◆ **Work order**: Take the data that follows and return it exactly.

◆ **Data for analysis**:

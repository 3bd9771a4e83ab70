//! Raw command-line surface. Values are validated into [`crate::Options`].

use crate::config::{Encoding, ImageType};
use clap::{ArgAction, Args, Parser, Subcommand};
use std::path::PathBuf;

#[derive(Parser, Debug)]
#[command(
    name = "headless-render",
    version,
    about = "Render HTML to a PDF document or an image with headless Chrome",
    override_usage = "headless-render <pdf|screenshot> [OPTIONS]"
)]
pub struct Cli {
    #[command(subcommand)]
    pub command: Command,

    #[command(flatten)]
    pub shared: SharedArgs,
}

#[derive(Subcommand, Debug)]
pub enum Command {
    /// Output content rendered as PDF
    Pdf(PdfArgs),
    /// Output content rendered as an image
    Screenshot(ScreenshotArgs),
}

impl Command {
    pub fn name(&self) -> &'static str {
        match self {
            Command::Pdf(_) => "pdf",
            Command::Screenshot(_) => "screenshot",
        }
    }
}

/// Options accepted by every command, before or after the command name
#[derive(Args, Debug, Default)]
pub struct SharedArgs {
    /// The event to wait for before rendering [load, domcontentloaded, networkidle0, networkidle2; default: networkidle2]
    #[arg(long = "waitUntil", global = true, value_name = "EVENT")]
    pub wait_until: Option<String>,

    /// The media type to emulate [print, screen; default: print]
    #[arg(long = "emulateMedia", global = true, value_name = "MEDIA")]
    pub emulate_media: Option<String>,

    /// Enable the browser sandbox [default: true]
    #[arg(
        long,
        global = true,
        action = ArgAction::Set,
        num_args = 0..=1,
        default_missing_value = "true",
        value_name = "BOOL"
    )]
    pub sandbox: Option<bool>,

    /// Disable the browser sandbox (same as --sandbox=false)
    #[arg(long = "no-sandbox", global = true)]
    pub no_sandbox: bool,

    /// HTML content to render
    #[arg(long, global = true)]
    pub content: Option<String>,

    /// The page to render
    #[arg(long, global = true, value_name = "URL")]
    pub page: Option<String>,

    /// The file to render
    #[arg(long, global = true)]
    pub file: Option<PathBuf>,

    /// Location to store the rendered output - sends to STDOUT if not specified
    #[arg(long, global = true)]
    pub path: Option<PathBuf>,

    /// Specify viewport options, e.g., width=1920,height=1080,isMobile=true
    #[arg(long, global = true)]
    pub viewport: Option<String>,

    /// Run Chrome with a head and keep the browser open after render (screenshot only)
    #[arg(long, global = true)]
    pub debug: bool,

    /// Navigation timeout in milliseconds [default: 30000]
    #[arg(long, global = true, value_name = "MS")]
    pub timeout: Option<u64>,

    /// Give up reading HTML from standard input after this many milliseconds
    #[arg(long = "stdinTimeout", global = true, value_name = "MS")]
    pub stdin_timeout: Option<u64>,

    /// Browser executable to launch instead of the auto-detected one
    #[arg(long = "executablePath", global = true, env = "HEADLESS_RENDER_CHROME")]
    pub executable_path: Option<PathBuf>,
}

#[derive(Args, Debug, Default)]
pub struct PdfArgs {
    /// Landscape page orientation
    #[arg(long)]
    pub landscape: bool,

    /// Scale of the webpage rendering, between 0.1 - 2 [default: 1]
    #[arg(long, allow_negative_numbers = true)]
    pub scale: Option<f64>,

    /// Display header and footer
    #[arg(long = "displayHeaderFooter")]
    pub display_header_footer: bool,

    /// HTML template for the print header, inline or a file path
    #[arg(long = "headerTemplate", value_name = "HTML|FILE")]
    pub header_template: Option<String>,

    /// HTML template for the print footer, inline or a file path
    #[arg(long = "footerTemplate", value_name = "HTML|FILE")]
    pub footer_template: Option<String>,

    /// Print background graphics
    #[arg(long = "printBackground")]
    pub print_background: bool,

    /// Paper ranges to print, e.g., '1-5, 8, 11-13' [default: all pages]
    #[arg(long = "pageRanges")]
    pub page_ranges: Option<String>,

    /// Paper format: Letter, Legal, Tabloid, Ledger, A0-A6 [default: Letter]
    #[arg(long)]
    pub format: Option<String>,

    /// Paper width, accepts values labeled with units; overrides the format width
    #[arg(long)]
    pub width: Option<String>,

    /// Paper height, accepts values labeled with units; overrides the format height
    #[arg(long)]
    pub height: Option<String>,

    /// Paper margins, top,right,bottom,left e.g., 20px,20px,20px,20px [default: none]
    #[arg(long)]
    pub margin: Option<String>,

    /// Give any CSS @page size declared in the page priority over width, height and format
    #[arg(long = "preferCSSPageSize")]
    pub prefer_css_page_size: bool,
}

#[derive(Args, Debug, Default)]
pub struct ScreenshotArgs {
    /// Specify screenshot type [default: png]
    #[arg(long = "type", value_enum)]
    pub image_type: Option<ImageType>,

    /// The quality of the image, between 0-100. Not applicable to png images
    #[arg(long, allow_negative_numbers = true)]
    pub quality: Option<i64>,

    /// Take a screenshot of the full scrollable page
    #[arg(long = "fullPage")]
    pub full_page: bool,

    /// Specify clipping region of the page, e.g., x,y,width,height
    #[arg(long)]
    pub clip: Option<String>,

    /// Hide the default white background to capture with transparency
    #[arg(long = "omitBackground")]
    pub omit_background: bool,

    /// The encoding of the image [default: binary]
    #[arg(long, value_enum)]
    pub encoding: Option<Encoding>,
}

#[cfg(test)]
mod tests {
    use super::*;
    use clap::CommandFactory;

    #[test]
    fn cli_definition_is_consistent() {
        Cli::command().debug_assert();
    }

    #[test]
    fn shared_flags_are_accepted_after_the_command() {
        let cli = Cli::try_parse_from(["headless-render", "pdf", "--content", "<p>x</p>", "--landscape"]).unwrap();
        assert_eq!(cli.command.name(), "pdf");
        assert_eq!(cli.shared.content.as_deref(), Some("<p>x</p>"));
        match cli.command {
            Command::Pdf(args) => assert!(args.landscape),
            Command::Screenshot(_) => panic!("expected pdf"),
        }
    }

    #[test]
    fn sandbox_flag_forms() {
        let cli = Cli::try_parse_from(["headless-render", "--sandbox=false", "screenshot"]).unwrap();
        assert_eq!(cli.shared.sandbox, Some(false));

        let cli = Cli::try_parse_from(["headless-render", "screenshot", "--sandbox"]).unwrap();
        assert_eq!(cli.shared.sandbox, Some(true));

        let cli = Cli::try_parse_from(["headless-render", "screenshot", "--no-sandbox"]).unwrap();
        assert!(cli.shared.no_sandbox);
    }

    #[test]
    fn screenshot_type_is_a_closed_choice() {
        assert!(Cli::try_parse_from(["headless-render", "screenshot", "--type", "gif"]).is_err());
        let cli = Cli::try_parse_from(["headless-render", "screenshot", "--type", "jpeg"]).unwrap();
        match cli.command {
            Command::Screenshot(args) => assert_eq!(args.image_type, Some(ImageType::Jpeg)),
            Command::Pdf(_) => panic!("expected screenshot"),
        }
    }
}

◆ **Solution for this exercise**:
repository 3bd9771a4e83ab70
//! Raw command-line surface. Values are validated into [`crate::Options`].

use crate::config::{Encoding, ImageType};
use clap::{ArgAction, Args, Parser, Subcommand};
use std::path::PathBuf;

#[derive(Parser, Debug)]
#[command(
    name = "headless-render",
    version,
    about = "Render HTML to a PDF document or an image with headless Chrome",
    override_usage = "headless-render <pdf|screenshot> [OPTIONS]"
)]
pub struct Cli {
    #[command(subcommand)]
    pub command: Command,

    #[command(flatten)]
    pub shared: SharedArgs,
}

#[derive(Subcommand, Debug)]
pub enum Command {
    /// Output content rendered as PDF
    Pdf(PdfArgs),
    /// Output content rendered as an image
    Screenshot(ScreenshotArgs),
}

impl Command {
    pub fn name(&self) -> &'static str {
        match self {
            Command::Pdf(_) => "pdf",
            Command::Screenshot(_) => "screenshot",
        }
    }
}

/// Options accepted by every command, before or after the command name
#[derive(Args, Debug, Default)]
pub struct SharedArgs {
    /// The event to wait for before rendering [load, domcontentloaded, networkidle0, networkidle2; default: networkidle2]
    #[arg(long = "waitUntil", global = true, value_name = "EVENT")]
    pub wait_until: Option<String>,

    /// The media type to emulate [print, screen; default: print]
    #[arg(long = "emulateMedia", global = true, value_name = "MEDIA")]
    pub emulate_media: Option<String>,

    /// Enable the browser sandbox [default: true]
    #[arg(
        long,
        global = true,
        action = ArgAction::Set,
        num_args = 0..=1,
        default_missing_value = "true",
        value_name = "BOOL"
    )]
    pub sandbox: Option<bool>,

    /// Disable the browser sandbox (same as --sandbox=false)
    #[arg(long = "no-sandbox", global = true)]
    pub no_sandbox: bool,

    /// HTML content to render
    #[arg(long, global = true)]
    pub content: Option<String>,

    /// The page to render
    #[arg(long, global = true, value_name = "URL")]
    pub page: Option<String>,

    /// The file to render
    #[arg(long, global = true)]
    pub file: Option<PathBuf>,

    /// Location to store the rendered output - sends to STDOUT if not specified
    #[arg(long, global = true)]
    pub path: Option<PathBuf>,

    /// Specify viewport options, e.g., width=1920,height=1080,isMobile=true
    #[arg(long, global = true)]
    pub viewport: Option<String>,

    /// Run Chrome with a head and keep the browser open after render (screenshot only)
    #[arg(long, global = true)]
    pub debug: bool,

    /// Navigation timeout in milliseconds [default: 30000]
    #[arg(long, global = true, value_name = "MS")]
    pub timeout: Option<u64>,

    /// Give up reading HTML from standard input after this many milliseconds
    #[arg(long = "stdinTimeout", global = true, value_name = "MS")]
    pub stdin_timeout: Option<u64>,

    /// Browser executable to launch instead of the auto-detected one
    #[arg(long = "executablePath", global = true, env = "HEADLESS_RENDER_CHROME")]
    pub executable_path: Option<PathBuf>,
}

#[derive(Args, Debug, Default)]
pub struct PdfArgs {
    /// Landscape page orientation
    #[arg(long)]
    pub landscape: bool,

    /// Scale of the webpage rendering, between 0.1 - 2 [default: 1]
    #[arg(long, allow_negative_numbers = true)]
    pub scale: Option<f64>,

    /// Display header and footer
    #[arg(long = "displayHeaderFooter")]
    pub display_header_footer: bool,

    /// HTML template for the print header, inline or a file path
    #[arg(long = "headerTemplate", value_name = "HTML|FILE")]
    pub header_template: Option<String>,

    /// HTML template for the print footer, inline or a file path
    #[arg(long = "footerTemplate", value_name = "HTML|FILE")]
    pub footer_template: Option<String>,

    /// Print background graphics
    #[arg(long = "printBackground")]
    pub print_background: bool,

    /// Paper ranges to print, e.g., '1-5, 8, 11-13' [default: all pages]
    #[arg(long = "pageRanges")]
    pub page_ranges: Option<String>,

    /// Paper format: Letter, Legal, Tabloid, Ledger, A0-A6 [default: Letter]
    #[arg(long)]
    pub format: Option<String>,

    /// Paper width, accepts values labeled with units; overrides the format width
    #[arg(long)]
    pub width: Option<String>,

    /// Paper height, accepts values labeled with units; overrides the format height
    #[arg(long)]
    pub height: Option<String>,

    /// Paper margins, top,right,bottom,left e.g., 20px,20px,20px,20px [default: none]
    #[arg(long)]
    pub margin: Option<String>,

    /// Give any CSS @page size declared in the page priority over width, height and format
    #[arg(long = "preferCSSPageSize")]
    pub prefer_css_page_size: bool,
}

#[derive(Args, Debug, Default)]
pub struct ScreenshotArgs {
    /// Specify screenshot type [default: png]
    #[arg(long = "type", value_enum)]
    pub image_type: Option<ImageType>,

    /// The quality of the image, between 0-100. Not applicable to png images
    #[arg(long, allow_negative_numbers = true)]
    pub quality: Option<i64>,

    /// Take a screenshot of the full scrollable page
    #[arg(long = "fullPage")]
    pub full_page: bool,

    /// Specify clipping region of the page, e.g., x,y,width,height
    #[arg(long)]
    pub clip: Option<String>,

    /// Hide the default white background to capture with transparency
    #[arg(long = "omitBackground")]
    pub omit_background: bool,

    /// The encoding of the image [default: binary]
    #[arg(long, value_enum)]
    pub encoding: Option<Encoding>,
}

#[cfg(test)]
mod tests {
    use super::*;
    use clap::CommandFactory;

    #[test]
    fn cli_definition_is_consistent() {
        Cli::command().debug_assert();
    }

    #[test]
    fn shared_flags_are_accepted_after_the_command() {
        let cli = Cli::try_parse_from(["headless-render", "pdf", "--content", "<p>x</p>", "--landscape"]).unwrap();
        assert_eq!(cli.command.name(), "pdf");
        assert_eq!(cli.shared.content.as_deref(), Some("<p>x</p>"));
        match cli.command {
            Command::Pdf(args) => assert!(args.landscape),
            Command::Screenshot(_) => panic!("expected pdf"),
        }
    }

    #[test]
    fn sandbox_flag_forms() {
        let cli = Cli::try_parse_from(["headless-render", "--sandbox=false", "screenshot"]).unwrap();
        assert_eq!(cli.shared.sandbox, Some(false));

        let cli = Cli::try_parse_from(["headless-render", "screenshot", "--sandbox"]).unwrap();
        assert_eq!(cli.shared.sandbox, Some(true));

        let cli = Cli::try_parse_from(["headless-render", "screenshot", "--no-sandbox"]).unwrap();
        assert!(cli.shared.no_sandbox);
    }

    #[test]
    fn screenshot_type_is_a_closed_choice() {
        assert!(Cli::try_parse_from(["headless-render", "screenshot", "--type", "gif"]).is_err());
        let cli = Cli::try_parse_from(["headless-render", "screenshot", "--type", "jpeg"]).unwrap();
        match cli.command {
            Command::Screenshot(args) => assert_eq!(args.image_type, Some(ImageType::Jpeg)),
            Command::Pdf(_) => panic!("expected screenshot"),
        }
    }
}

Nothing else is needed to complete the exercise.